═════ Records shown
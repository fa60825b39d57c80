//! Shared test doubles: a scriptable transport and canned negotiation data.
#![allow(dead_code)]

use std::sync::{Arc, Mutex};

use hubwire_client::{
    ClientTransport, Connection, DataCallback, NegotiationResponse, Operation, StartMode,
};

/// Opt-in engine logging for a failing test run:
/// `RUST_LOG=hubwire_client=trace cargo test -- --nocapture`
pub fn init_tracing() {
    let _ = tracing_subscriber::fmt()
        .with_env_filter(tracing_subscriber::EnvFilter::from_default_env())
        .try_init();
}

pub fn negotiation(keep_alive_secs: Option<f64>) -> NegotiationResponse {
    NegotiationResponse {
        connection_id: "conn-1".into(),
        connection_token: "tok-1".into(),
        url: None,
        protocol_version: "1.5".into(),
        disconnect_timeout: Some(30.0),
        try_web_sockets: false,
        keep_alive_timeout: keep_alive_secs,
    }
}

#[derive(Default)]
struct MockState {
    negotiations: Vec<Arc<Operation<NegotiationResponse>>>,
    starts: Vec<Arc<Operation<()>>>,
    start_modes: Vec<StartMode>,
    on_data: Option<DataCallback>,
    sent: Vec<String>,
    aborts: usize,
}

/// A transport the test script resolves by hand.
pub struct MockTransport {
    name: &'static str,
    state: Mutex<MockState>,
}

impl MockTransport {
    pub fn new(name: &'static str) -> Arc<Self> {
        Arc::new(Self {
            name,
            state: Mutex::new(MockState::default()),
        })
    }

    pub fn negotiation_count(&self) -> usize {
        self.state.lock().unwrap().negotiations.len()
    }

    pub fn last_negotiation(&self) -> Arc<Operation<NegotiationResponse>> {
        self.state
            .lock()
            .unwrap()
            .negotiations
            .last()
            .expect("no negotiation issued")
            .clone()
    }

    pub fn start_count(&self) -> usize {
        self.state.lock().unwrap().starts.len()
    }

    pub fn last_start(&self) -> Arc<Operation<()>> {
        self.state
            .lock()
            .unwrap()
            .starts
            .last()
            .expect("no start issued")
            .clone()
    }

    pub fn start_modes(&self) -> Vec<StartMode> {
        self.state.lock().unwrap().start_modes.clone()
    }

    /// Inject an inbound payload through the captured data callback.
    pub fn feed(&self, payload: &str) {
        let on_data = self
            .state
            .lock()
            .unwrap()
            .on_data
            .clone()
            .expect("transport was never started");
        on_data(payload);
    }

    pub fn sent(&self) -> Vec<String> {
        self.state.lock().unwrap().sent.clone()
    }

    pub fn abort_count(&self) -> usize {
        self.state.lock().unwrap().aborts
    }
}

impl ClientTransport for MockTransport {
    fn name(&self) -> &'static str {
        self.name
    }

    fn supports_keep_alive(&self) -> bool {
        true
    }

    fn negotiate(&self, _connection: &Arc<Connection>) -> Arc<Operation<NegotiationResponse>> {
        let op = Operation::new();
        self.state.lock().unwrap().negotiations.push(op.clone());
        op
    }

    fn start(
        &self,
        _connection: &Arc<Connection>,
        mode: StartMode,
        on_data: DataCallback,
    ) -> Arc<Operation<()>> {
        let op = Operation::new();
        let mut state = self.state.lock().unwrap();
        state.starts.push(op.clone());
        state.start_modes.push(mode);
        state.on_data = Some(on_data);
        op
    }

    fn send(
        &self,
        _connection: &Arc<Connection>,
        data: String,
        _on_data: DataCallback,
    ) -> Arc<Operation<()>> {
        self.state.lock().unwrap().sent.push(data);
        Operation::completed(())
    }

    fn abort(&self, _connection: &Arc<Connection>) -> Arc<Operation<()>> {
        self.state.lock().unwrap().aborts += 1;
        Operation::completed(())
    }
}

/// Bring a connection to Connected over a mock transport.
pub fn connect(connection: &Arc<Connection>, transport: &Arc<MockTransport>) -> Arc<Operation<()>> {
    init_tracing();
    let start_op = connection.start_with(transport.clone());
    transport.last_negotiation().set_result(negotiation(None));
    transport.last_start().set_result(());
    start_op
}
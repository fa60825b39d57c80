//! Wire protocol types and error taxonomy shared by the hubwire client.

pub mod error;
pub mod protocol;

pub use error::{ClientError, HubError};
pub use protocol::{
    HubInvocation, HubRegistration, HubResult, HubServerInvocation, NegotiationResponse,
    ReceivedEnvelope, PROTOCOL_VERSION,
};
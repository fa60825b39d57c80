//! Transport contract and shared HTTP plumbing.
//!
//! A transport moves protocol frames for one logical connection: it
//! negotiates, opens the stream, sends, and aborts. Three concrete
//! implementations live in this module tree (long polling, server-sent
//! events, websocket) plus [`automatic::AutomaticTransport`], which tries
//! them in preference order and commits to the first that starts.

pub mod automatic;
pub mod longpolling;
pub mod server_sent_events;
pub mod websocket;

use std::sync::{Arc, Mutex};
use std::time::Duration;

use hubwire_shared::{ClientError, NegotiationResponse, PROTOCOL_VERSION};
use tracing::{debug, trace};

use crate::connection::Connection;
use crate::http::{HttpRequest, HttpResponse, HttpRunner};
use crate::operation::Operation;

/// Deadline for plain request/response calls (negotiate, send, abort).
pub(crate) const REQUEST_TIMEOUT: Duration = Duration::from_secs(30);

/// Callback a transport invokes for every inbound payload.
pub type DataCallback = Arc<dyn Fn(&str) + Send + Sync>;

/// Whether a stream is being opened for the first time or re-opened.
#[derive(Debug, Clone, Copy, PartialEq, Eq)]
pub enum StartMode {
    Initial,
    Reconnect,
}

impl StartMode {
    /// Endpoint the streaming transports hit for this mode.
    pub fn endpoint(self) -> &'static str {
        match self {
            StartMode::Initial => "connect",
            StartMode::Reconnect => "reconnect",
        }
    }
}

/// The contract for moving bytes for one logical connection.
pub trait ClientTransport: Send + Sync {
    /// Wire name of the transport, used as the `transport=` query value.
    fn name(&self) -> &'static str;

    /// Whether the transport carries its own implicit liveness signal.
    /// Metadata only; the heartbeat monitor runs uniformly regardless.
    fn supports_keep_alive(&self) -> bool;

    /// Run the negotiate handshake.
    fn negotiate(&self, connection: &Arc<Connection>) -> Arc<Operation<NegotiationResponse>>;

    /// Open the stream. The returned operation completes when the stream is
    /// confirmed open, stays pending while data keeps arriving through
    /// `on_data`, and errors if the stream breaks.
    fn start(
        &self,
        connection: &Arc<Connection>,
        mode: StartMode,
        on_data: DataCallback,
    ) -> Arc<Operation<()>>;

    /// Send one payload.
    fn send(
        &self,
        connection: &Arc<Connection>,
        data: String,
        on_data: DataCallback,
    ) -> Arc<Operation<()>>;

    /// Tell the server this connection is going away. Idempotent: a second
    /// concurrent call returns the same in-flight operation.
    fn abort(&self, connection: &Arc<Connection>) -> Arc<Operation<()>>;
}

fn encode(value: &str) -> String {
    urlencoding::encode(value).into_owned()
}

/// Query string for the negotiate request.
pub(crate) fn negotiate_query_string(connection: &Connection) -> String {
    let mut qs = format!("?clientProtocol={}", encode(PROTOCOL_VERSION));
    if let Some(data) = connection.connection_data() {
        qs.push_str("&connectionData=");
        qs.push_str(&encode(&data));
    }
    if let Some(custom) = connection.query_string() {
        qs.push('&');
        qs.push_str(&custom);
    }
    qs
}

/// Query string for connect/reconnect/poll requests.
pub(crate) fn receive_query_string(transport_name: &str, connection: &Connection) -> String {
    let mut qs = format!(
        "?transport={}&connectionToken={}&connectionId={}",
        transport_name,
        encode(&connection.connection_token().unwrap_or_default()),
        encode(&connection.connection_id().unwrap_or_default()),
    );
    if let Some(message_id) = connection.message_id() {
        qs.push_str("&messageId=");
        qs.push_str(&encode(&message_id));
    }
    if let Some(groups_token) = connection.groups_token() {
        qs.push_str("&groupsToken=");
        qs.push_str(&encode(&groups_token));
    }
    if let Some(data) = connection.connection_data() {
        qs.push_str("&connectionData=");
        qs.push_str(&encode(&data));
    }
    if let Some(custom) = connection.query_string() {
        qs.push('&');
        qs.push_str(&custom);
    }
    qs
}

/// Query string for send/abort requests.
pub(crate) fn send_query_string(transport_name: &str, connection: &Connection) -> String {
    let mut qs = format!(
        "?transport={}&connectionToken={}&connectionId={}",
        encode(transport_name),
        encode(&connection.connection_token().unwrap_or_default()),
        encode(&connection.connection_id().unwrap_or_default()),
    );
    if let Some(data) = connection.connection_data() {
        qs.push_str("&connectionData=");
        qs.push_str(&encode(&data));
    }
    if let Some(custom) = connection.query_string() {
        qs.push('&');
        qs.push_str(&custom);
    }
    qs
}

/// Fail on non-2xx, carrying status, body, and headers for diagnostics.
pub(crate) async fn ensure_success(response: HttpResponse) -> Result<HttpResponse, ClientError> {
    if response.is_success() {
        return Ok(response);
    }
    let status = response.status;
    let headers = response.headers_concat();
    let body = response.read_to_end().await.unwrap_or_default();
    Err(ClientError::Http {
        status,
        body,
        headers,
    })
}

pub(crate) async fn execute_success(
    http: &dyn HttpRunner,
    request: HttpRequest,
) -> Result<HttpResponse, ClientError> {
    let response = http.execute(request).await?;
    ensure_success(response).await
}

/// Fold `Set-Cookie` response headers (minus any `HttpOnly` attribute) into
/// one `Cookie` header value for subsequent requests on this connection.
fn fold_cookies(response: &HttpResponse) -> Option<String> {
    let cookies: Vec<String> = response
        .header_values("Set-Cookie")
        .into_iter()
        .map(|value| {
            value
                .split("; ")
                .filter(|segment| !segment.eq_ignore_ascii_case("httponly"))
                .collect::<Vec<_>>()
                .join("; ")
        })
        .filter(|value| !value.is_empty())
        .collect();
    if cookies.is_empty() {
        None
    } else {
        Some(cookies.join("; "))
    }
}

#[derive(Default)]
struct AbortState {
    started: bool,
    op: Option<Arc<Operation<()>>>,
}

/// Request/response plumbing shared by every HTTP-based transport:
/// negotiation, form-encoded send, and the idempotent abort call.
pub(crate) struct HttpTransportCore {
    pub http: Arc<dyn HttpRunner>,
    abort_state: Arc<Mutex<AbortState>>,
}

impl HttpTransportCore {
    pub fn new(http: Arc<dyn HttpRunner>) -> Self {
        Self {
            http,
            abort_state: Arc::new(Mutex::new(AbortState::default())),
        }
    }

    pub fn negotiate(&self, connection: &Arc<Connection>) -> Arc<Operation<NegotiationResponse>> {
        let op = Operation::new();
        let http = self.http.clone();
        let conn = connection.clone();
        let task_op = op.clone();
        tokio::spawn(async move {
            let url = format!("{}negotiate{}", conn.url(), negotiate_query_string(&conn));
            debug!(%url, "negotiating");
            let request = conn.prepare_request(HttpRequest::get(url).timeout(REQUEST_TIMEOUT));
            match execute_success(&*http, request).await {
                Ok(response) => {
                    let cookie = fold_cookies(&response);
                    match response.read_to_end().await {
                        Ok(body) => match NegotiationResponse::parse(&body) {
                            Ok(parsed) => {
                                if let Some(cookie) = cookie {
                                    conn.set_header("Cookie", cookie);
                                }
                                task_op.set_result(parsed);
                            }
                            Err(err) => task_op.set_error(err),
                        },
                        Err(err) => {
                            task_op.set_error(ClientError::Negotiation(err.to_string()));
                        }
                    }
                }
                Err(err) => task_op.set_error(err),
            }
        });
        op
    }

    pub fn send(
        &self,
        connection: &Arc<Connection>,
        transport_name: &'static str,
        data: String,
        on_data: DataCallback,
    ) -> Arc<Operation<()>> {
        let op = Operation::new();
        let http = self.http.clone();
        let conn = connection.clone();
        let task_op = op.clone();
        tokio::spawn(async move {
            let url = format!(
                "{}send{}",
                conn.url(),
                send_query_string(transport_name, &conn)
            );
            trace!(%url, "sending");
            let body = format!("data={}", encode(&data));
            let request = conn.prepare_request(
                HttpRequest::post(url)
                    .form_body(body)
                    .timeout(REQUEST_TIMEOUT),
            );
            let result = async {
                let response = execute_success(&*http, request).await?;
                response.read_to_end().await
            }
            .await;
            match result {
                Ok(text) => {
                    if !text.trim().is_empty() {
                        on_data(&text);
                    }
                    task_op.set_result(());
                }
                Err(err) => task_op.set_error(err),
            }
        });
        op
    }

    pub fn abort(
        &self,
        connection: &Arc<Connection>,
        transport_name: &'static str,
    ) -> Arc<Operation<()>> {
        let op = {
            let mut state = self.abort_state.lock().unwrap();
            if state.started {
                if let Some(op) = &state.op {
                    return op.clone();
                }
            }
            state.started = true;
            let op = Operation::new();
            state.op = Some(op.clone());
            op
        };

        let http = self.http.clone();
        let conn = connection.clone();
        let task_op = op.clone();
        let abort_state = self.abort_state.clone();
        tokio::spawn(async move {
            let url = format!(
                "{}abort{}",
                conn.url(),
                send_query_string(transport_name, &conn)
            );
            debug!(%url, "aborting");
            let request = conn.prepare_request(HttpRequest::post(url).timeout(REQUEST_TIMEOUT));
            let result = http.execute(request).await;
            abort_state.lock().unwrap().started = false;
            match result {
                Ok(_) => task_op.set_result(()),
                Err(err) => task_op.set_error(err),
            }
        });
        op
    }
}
══════════
§ **Assignment**:
Look through the records above for the word "HttpRunner" and state how many lines contain it, giving the number alone.

§ **Response below**:
4